Start With Management
Everything starts with management. Managers need to embrace innovation and constant improvement. Processes need to be quantified, and efficiency ratios for each of the individual processes need to be measured. For example, overall equipment effectiveness (OEE) needs to be calculated per machine, line, operator, sector and plant. Such KPIs are important to enable managers to make real-time decisions.
If data-driven management is the goal, then it’s time to think about execution. The ability to collect data from a variety of different machines and from a variety of different vendors is a big challenge. Industrial machines in general don’t have a common protocol and as such, collecting the data in a highly efficient manner can be challenging and daunting.
Beyond connecting machines themselves, machine data needs to be efficiently integrated across different IT systems and software, such as manufacturing execution systems (MES), enterprise resource planning (ERP) software and a variety of database applications. On top of that, there comes the challenge of building and integrating higher-level functionality, such as edge logic for real-time actions, data visualization for operators and managers, data analytics, cloud computing, machine learning and the list goes on. The complexity and associated challenges of machine and data integration cause many companies to fail along the way.
Avoid The Custom Code Trap
Many companies fail in the execution, and one of the reasons is because it is not a simple task. As IIoT is a relatively new concept, the market is not fully matured. Many companies create their own internal team and start to code. The problem is companies may not be prepared – they often lack the right level of skills, people, and expertise. It's not impossible to execute internally, but oftentimes focusing on your core business and finding the best technology tools for your needs in the market is the more efficient choice.
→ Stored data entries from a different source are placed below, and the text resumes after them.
// Copyright 2026 the touchgl Authors
// SPDX-License-Identifier: Apache-2.0 OR MIT

//! Graphics and host errors.
//!
//! Every graphics call the host makes is followed by [`check`], which drains
//! the context's latched error codes. A non-empty drain becomes a
//! [`GraphicsError`] naming the call and what the host was trying to do.
//! Nothing is retried.

use alloc::vec::Vec;
use core::fmt;

use touchgl_core::lifecycle::LifecycleError;

use crate::context::GraphicsContext;

/// Upper bound on codes drained per check. A lost context can report errors
/// indefinitely.
const MAX_DRAINED_ERRORS: usize = 16;

/// A code returned by `glGetError`.
#[derive(Clone, Copy, Debug, PartialEq, Eq, Hash)]
pub enum ErrorCode {
    /// `GL_INVALID_ENUM`.
    InvalidEnum,
    /// `GL_INVALID_VALUE`.
    InvalidValue,
    /// `GL_INVALID_OPERATION`.
    InvalidOperation,
    /// `GL_OUT_OF_MEMORY`.
    OutOfMemory,
    /// `GL_INVALID_FRAMEBUFFER_OPERATION`.
    InvalidFramebufferOperation,
    /// Any other non-zero code.
    Other(u32),
}

impl ErrorCode {
    /// Maps a raw `glGetError` value. Returns `None` for `GL_NO_ERROR`.
    #[must_use]
    pub const fn from_raw(raw: u32) -> Option<Self> {
        Some(match raw {
            0 => return None,
            0x0500 => Self::InvalidEnum,
            0x0501 => Self::InvalidValue,
            0x0502 => Self::InvalidOperation,
            0x0505 => Self::OutOfMemory,
            0x0506 => Self::InvalidFramebufferOperation,
            other => Self::Other(other),
        })
    }

    /// The raw GL value.
    #[must_use]
    pub const fn raw(self) -> u32 {
        match self {
            Self::InvalidEnum => 0x0500,
            Self::InvalidValue => 0x0501,
            Self::InvalidOperation => 0x0502,
            Self::OutOfMemory => 0x0505,
            Self::InvalidFramebufferOperation => 0x0506,
            Self::Other(raw) => raw,
        }
    }
}

impl fmt::Display for ErrorCode {
    fn fmt(&self, f: &mut fmt::Formatter<'_>) -> fmt::Result {
        match self {
            Self::InvalidEnum => write!(f, "GL_INVALID_ENUM"),
            Self::InvalidValue => write!(f, "GL_INVALID_VALUE"),
            Self::InvalidOperation => write!(f, "GL_INVALID_OPERATION"),
            Self::OutOfMemory => write!(f, "GL_OUT_OF_MEMORY"),
            Self::InvalidFramebufferOperation => write!(f, "GL_INVALID_FRAMEBUFFER_OPERATION"),
            Self::Other(raw) => write!(f, "0x{raw:04x}"),
        }
    }
}

/// A graphics call left one or more error codes latched.
#[derive(Clone, Debug, PartialEq, Eq)]
pub struct GraphicsError {
    /// What the host was doing, e.g. `"Failed to clear framebuffer"`.
    pub description: &'static str,
    /// The GL entry point, e.g. `"glClear"`.
    pub call: &'static str,
    /// Every code drained after the call, oldest first. Never empty.
    pub codes: Vec<ErrorCode>,
}

impl fmt::Display for GraphicsError {
    fn fmt(&self, f: &mut fmt::Formatter<'_>) -> fmt::Result {
        write!(f, "{}: {}: ", self.description, self.call)?;
        for (i, code) in self.codes.iter().enumerate() {
            if i > 0 {
                write!(f, ", ")?;
            }
            write!(f, "{code}")?;
        }
        Ok(())
    }
}

impl core::error::Error for GraphicsError {}

/// Anything a [`RenderHost`](crate::RenderHost) operation can fail with.
#[derive(Clone, Debug, PartialEq, Eq)]
pub enum HostError {
    /// A graphics call failed.
    Graphics(GraphicsError),
    /// A lifecycle callback arrived out of order.
    Lifecycle(LifecycleError),
}

impl fmt::Display for HostError {
    fn fmt(&self, f: &mut fmt::Formatter<'_>) -> fmt::Result {
        match self {
            Self::Graphics(e) => write!(f, "graphics call failed: {e}"),
            Self::Lifecycle(e) => write!(f, "lifecycle violation: {e}"),
        }
    }
}

impl core::error::Error for HostError {
    fn source(&self) -> Option<&(dyn core::error::Error + 'static)> {
        match self {
            Self::Graphics(e) => Some(e),
            Self::Lifecycle(e) => Some(e),
        }
    }
}

impl From<GraphicsError> for HostError {
    fn from(e: GraphicsError) -> Self {
        Self::Graphics(e)
    }
}

impl From<LifecycleError> for HostError {
    fn from(e: LifecycleError) -> Self {
        Self::Lifecycle(e)
    }
}

/// Drains the context's error queue after `call`.
///
/// # Errors
///
/// Returns a [`GraphicsError`] carrying every drained code if at least one
/// was latched.
pub fn check<C: GraphicsContext + ?Sized>(
    context: &mut C,
    description: &'static str,
    call: &'static str,
) -> Result<(), GraphicsError> {
    let mut codes = Vec::new();
    for _ in 0..MAX_DRAINED_ERRORS {
        match context.get_error() {
            Some(code) => codes.push(code),
            None => break,
        }
    }
    if codes.is_empty() {
        Ok(())
    } else {
        Err(GraphicsError {
            description,
            call,
            codes,
        })
    }
}
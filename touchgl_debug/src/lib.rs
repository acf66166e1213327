// Copyright 2026 the touchgl Authors
// SPDX-License-Identifier: Apache-2.0 OR MIT

//! Recording, pretty-printing, and Chrome trace export for touchgl
//! diagnostics.
//!
//! This crate provides [`TraceSink`](touchgl_core::trace::TraceSink)
//! implementations for development:
//!
//! - [`pretty::PrettyPrintSink`]: human-readable one-line-per-event output.
//! - [`recorder::RecorderSink`]: in-memory recording stamped with the time
//!   since the recorder was created.
//! - [`chrome::export`]: writes Chrome Trace Event Format JSON from a
//!   recording.
//!
//! Sinks that cross to the input thread must be `Send`; all three are.

pub mod chrome;
pub mod pretty;
pub mod recorder;
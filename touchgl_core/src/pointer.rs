// Copyright 2026 the touchgl Authors
// SPDX-License-Identifier: Apache-2.0 OR MIT

//! Pointer event snapshots.
//!
//! A [`PointerEvent`] is what the platform hands the surface for one touch
//! callback: the action kind, every pointer currently down with its position,
//! and any movement samples the platform batched since the previous callback.
//! Events are not retained; each consumer reads what it needs and drops it.

use alloc::vec::Vec;
use core::fmt;

use kurbo::Point;

use crate::time::EventTime;

/// Identifies one finger for the duration of its contact.
#[derive(Clone, Copy, PartialEq, Eq, PartialOrd, Ord, Hash, Default)]
pub struct PointerId(pub i32);

impl fmt::Debug for PointerId {
    fn fmt(&self, f: &mut fmt::Formatter<'_>) -> fmt::Result {
        write!(f, "PointerId({})", self.0)
    }
}

/// The kind of change a [`PointerEvent`] reports.
#[derive(Clone, Copy, Debug, PartialEq, Eq, Hash)]
pub enum PointerAction {
    /// The first pointer went down; a new gesture stream starts.
    Down,
    /// An additional pointer went down. [`PointerEvent::action_index`] names it.
    PointerDown,
    /// One or more pointers moved.
    Move,
    /// A non-primary pointer went up. [`PointerEvent::action_index`] names it.
    PointerUp,
    /// The last pointer went up; the gesture stream ends.
    Up,
    /// The platform aborted the gesture stream.
    Cancel,
    /// Any other action (hover, scroll, outside); ignored by recognizers.
    Other,
}

impl PointerAction {
    /// Returns `true` if this action ends the gesture stream.
    #[inline]
    #[must_use]
    pub const fn ends_stream(self) -> bool {
        matches!(self, Self::Up | Self::Cancel)
    }

    /// Returns `true` if the set of active pointers changes with this action.
    #[inline]
    #[must_use]
    pub const fn changes_pointer_set(self) -> bool {
        matches!(self, Self::Down | Self::PointerDown | Self::PointerUp)
    }
}

/// One pointer's identity and position at the event time.
#[derive(Clone, Copy, Debug, PartialEq)]
pub struct Pointer {
    /// Stable id for this contact.
    pub id: PointerId,
    /// Position in surface pixels (Y down).
    pub position: Point,
}

impl Pointer {
    /// Creates a pointer at `(x, y)`.
    #[inline]
    #[must_use]
    pub const fn new(id: i32, x: f64, y: f64) -> Self {
        Self {
            id: PointerId(id),
            position: Point::new(x, y),
        }
    }
}

/// An older movement sample batched into an event.
///
/// `positions` is parallel to [`PointerEvent::pointers`]: entry `i` is where
/// pointer `i` was at `time`.
#[derive(Clone, Debug, PartialEq)]
pub struct HistoricalSample {
    /// When the sample was taken.
    pub time: EventTime,
    /// Per-pointer positions, in the same order as the event's pointers.
    pub positions: Vec<Point>,
}

/// A snapshot of the touch state delivered in one platform callback.
#[derive(Clone, Debug, PartialEq)]
pub struct PointerEvent {
    /// What changed.
    pub action: PointerAction,
    /// Index into `pointers` of the pointer that went down or up, for
    /// [`PointerAction::PointerDown`] and [`PointerAction::PointerUp`].
    /// Zero otherwise.
    pub action_index: usize,
    /// When the current positions were sampled.
    pub time: EventTime,
    /// Every pointer currently in contact, including one that is lifting.
    pub pointers: Vec<Pointer>,
    /// Batched older samples, oldest first. All are earlier than `time`.
    pub history: Vec<HistoricalSample>,
}

impl PointerEvent {
    /// Creates an event with no batched history.
    #[must_use]
    pub fn new(action: PointerAction, time: EventTime, pointers: Vec<Pointer>) -> Self {
        Self {
            action,
            action_index: 0,
            time,
            pointers,
            history: Vec::new(),
        }
    }

    /// Sets the index of the pointer the action refers to.
    #[must_use]
    pub fn with_action_index(mut self, index: usize) -> Self {
        self.action_index = index;
        self
    }

    /// Appends a batched historical sample. Samples must be pushed oldest
    /// first.
    #[must_use]
    pub fn with_history(mut self, time: EventTime, positions: Vec<Point>) -> Self {
        self.history.push(HistoricalSample { time, positions });
        self
    }

    /// Number of pointers in contact.
    #[inline]
    #[must_use]
    pub fn pointer_count(&self) -> usize {
        self.pointers.len()
    }

    /// Returns `true` for a [`PointerAction::Move`] event.
    #[inline]
    #[must_use]
    pub fn is_move(&self) -> bool {
        self.action == PointerAction::Move
    }

    /// The pointer that drives single-pointer queries (the first one).
    #[inline]
    #[must_use]
    pub fn primary(&self) -> Option<&Pointer> {
        self.pointers.first()
    }

    /// Iterates `(time, position)` samples for the pointer at `index`,
    /// oldest first, ending with the current position.
    ///
    /// Historical samples that lack an entry for `index` are skipped.
    pub fn samples(&self, index: usize) -> impl Iterator<Item = (EventTime, Point)> + '_ {
        let historical = self
            .history
            .iter()
            .filter_map(move |h| h.positions.get(index).map(|p| (h.time, *p)));
        let current = self.pointers.get(index).map(|p| (self.time, p.position));
        historical.chain(current)
    }
}

#[cfg(test)]
mod tests {
    use super::*;
    use alloc::vec;

    fn two_finger_move() -> PointerEvent {
        PointerEvent::new(
            PointerAction::Move,
            EventTime::from_millis(20),
            vec![Pointer::new(0, 10.0, 10.0), Pointer::new(1, 50.0, 10.0)],
        )
        .with_history(
            EventTime::from_millis(10),
            vec![Point::new(8.0, 10.0), Point::new(52.0, 10.0)],
        )
        .with_history(EventTime::from_millis(15), vec![Point::new(9.0, 10.0)])
    }

    #[test]
    fn samples_are_oldest_first_and_end_with_current() {
        let ev = two_finger_move();
        let xs: Vec<f64> = ev.samples(0).map(|(_, p)| p.x).collect();
        assert_eq!(xs, vec![8.0, 9.0, 10.0]);
        let times: Vec<u64> = ev.samples(0).map(|(t, _)| t.nanos() / 1_000_000).collect();
        assert_eq!(times, vec![10, 15, 20]);
    }

    #[test]
    fn short_history_entries_are_skipped() {
        let ev = two_finger_move();
        let xs: Vec<f64> = ev.samples(1).map(|(_, p)| p.x).collect();
        assert_eq!(xs, vec![52.0, 50.0]);
    }

    #[test]
    fn out_of_range_index_yields_nothing() {
        let ev = two_finger_move();
        assert_eq!(ev.samples(5).count(), 0);
    }

    #[test]
    fn action_classification() {
        assert!(PointerAction::Up.ends_stream());
        assert!(PointerAction::Cancel.ends_stream());
        assert!(!PointerAction::Move.ends_stream());
        assert!(PointerAction::PointerUp.changes_pointer_set());
        assert!(PointerAction::Down.changes_pointer_set());
        assert!(!PointerAction::Move.changes_pointer_set());
    }

    #[test]
    fn primary_is_first_pointer() {
        let ev = two_finger_move();
        assert_eq!(ev.pointer_count(), 2);
        assert_eq!(ev.primary().map(|p| p.id), Some(PointerId(0)));
        assert!(ev.is_move());
    }
}
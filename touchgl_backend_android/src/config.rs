// Copyright 2026 the touchgl Authors
// SPDX-License-Identifier: Apache-2.0 OR MIT

//! Surface configuration read by the platform glue.

/// Framebuffer bit depths to request from the EGL config chooser.
#[derive(Clone, Copy, Debug, PartialEq, Eq, Hash)]
pub struct EglConfig {
    /// Red bits.
    pub red: u8,
    /// Green bits.
    pub green: u8,
    /// Blue bits.
    pub blue: u8,
    /// Alpha bits.
    pub alpha: u8,
    /// Depth buffer bits.
    pub depth: u8,
    /// Stencil buffer bits.
    pub stencil: u8,
}

impl EglConfig {
    /// RGBA8888 with a 16-bit depth buffer and no stencil.
    pub const RGBA8888_DEPTH16: Self = Self {
        red: 8,
        green: 8,
        blue: 8,
        alpha: 8,
        depth: 16,
        stencil: 0,
    };
}

impl Default for EglConfig {
    fn default() -> Self {
        Self::RGBA8888_DEPTH16
    }
}

/// When the render thread calls the draw callback.
#[derive(Clone, Copy, Debug, Default, PartialEq, Eq, Hash)]
pub enum RenderMode {
    /// Every vsync.
    #[default]
    Continuous,
    /// Only after a redraw request.
    WhenDirty,
}

/// Everything the platform glue configures on the native surface.
#[derive(Clone, Copy, Debug, PartialEq, Eq, Hash)]
pub struct SurfaceConfig {
    /// `EGL_CONTEXT_CLIENT_VERSION`.
    pub client_version: u8,
    /// Bit depths for the config chooser.
    pub egl: EglConfig,
    /// Keep the EGL context while the activity is paused.
    pub preserve_context_on_pause: bool,
    /// Draw scheduling.
    pub render_mode: RenderMode,
    /// Whether the view skips its own `onDraw`.
    pub will_not_draw: bool,
}

impl SurfaceConfig {
    /// OpenGL ES 3.0, RGBA8888 + depth16, context preserved on pause,
    /// continuous rendering.
    pub const DEFAULT: Self = Self {
        client_version: 3,
        egl: EglConfig::RGBA8888_DEPTH16,
        preserve_context_on_pause: true,
        render_mode: RenderMode::Continuous,
        will_not_draw: false,
    };

    /// Returns a copy with a different render mode.
    #[must_use]
    pub const fn with_render_mode(mut self, render_mode: RenderMode) -> Self {
        self.render_mode = render_mode;
        self
    }
}

impl Default for SurfaceConfig {
    fn default() -> Self {
        Self::DEFAULT
    }
}

#[cfg(test)]
mod tests {
    use super::*;

    #[test]
    fn default_requests_gles3_rgba8888_depth16() {
        let c = SurfaceConfig::default();
        assert_eq!(c.client_version, 3);
        assert_eq!(c.egl, EglConfig::RGBA8888_DEPTH16);
        assert_eq!((c.egl.depth, c.egl.stencil), (16, 0));
        assert!(c.preserve_context_on_pause);
        assert_eq!(c.render_mode, RenderMode::Continuous);
        assert!(!c.will_not_draw);
    }

    #[test]
    fn render_mode_override() {
        let c = SurfaceConfig::DEFAULT.with_render_mode(RenderMode::WhenDirty);
        assert_eq!(c.render_mode, RenderMode::WhenDirty);
        assert_eq!(c.client_version, 3);
    }
}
If you're looking at outside teams, a good way to avoid high development costs and operations risk is to find an integrated platform that merges data collection, edge computing and information technology/operational technology (IT/OT) integration. The more vertically integrated, the faster the deployment and the less likely you will need "Band-Aids" to integrate systems. This will provide more flexibility and optimize performance while reducing the cost and risks of the project.
It’s also important to remember that innovation and productivity is more than a task. It is a journey. Processes need to constantly evolve, and your IIoT platform must provide the ability to be flexible when you need to change machines, systems, metrics and processes.
In the end, productivity excellence is a blend of management, creativity and technology. It means pushing people out of their comfort zone and augmenting possibilities with technology. Not easy, but certainly needed.